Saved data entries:
▬▬▬▬▬▬▬▬▬▬
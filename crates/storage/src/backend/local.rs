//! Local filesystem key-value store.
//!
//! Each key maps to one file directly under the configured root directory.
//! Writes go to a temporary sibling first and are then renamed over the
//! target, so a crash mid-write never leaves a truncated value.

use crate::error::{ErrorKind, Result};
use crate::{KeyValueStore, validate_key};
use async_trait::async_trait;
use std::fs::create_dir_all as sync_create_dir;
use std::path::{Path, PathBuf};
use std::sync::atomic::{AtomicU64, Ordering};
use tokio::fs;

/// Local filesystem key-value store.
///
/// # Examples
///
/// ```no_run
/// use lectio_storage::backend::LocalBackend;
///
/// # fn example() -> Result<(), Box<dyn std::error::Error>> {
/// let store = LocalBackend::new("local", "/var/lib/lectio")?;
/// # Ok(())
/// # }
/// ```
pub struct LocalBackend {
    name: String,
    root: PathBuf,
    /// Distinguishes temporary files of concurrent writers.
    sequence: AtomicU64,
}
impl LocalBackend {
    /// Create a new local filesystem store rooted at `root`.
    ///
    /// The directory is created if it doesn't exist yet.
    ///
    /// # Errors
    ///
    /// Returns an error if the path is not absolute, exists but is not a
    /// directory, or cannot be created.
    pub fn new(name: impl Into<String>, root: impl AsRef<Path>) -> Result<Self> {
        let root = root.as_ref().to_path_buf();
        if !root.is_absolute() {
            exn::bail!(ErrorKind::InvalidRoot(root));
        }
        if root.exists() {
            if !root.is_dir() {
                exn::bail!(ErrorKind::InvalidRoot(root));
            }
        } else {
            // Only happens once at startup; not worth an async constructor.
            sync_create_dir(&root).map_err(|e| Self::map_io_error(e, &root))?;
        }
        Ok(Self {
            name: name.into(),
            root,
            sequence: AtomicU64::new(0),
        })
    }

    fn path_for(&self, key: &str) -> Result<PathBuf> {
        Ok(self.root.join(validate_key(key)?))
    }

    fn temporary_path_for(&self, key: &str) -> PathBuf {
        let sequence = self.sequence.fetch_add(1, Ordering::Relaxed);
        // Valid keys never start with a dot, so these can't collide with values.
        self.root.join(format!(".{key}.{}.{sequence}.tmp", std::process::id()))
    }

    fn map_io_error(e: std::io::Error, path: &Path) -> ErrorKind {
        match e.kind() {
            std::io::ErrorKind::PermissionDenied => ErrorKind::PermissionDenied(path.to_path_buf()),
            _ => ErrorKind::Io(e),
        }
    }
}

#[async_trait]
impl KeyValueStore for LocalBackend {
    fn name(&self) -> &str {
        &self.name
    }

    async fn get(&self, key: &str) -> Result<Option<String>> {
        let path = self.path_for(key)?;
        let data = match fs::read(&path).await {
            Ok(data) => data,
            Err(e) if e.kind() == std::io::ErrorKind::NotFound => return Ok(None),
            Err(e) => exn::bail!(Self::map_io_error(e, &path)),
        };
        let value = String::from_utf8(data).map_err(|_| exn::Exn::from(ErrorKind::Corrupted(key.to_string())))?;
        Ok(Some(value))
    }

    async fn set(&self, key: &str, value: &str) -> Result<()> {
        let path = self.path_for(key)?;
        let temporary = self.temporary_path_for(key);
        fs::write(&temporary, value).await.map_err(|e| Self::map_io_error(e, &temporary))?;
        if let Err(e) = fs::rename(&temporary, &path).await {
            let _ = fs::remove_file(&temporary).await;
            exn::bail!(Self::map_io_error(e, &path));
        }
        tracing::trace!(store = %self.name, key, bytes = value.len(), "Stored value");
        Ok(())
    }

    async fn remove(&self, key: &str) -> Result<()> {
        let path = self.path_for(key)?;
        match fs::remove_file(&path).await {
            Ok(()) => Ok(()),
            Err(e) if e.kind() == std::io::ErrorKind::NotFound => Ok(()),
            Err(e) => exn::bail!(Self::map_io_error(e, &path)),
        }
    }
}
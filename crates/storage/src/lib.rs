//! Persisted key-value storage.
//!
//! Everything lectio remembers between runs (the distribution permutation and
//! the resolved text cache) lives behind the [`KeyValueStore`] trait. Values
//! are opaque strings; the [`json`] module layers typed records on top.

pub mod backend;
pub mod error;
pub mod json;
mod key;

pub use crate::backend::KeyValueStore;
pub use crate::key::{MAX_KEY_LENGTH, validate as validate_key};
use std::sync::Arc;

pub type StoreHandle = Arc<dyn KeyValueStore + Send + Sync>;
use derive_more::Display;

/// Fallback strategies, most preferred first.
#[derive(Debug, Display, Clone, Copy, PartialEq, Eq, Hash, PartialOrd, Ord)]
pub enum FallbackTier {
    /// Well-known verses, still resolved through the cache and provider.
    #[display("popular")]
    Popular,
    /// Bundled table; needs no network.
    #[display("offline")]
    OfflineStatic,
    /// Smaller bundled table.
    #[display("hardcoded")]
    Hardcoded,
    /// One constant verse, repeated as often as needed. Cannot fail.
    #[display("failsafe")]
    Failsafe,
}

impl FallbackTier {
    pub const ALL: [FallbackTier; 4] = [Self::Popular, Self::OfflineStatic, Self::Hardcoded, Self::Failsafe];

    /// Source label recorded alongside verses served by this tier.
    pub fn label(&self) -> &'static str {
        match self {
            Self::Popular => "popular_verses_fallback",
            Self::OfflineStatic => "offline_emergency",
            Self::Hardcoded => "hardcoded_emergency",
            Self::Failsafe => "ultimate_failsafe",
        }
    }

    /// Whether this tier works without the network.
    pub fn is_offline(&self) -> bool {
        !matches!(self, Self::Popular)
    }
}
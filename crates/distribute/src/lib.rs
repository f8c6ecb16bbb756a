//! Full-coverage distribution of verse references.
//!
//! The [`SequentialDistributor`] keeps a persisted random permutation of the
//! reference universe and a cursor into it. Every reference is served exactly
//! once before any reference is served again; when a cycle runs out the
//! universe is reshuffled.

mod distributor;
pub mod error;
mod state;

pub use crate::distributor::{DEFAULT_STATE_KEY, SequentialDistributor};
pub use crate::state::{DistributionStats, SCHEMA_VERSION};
▬▬▬▬▬▬▬▬▬▬
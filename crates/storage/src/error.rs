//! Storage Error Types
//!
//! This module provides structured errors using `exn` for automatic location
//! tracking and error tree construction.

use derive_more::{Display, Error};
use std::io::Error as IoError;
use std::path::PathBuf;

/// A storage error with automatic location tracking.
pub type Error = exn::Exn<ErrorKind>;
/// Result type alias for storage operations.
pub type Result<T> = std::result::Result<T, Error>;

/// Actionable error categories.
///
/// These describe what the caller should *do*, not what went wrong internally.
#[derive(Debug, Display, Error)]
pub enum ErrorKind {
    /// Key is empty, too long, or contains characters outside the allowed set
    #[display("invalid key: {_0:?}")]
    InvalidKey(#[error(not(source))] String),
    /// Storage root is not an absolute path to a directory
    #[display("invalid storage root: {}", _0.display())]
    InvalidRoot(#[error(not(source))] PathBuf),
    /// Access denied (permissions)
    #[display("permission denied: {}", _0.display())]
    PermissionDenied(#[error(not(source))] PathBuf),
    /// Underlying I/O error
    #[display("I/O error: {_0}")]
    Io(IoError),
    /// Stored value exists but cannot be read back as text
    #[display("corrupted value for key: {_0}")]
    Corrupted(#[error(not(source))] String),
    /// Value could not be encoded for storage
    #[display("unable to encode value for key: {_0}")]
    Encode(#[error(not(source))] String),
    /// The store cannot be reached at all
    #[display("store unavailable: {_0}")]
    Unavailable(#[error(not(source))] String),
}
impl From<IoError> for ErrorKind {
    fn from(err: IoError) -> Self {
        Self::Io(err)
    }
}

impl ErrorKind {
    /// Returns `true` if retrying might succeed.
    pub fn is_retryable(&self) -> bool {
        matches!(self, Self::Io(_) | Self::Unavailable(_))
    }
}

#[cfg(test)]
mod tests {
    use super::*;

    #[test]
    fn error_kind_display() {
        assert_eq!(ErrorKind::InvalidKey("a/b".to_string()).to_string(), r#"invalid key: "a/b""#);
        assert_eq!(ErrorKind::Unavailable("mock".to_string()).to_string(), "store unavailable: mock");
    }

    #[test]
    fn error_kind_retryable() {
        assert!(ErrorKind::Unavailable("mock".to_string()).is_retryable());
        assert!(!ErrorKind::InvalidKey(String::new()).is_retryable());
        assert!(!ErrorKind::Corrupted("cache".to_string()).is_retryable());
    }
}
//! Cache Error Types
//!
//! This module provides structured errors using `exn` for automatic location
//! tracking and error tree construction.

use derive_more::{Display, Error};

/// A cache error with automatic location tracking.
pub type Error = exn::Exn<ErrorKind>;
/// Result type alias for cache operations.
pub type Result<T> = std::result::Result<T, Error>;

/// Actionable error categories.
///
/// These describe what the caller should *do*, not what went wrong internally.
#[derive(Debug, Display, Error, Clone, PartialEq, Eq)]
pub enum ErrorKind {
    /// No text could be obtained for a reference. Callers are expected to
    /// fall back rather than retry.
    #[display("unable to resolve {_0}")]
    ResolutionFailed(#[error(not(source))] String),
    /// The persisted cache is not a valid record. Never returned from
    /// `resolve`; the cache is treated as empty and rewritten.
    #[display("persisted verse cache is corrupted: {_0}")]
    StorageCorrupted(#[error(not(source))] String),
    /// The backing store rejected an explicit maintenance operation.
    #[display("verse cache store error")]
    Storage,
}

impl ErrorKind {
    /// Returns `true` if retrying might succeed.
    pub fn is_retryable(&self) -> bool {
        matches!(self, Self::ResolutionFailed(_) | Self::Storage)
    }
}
▬▬▬▬▬▬▬▬▬▬
# ACTION ITEM
Of the lines above, copy each one that contains the word "json".

# RESULT
//! are opaque strings; the [`json`] module layers typed records on top.
pub mod json;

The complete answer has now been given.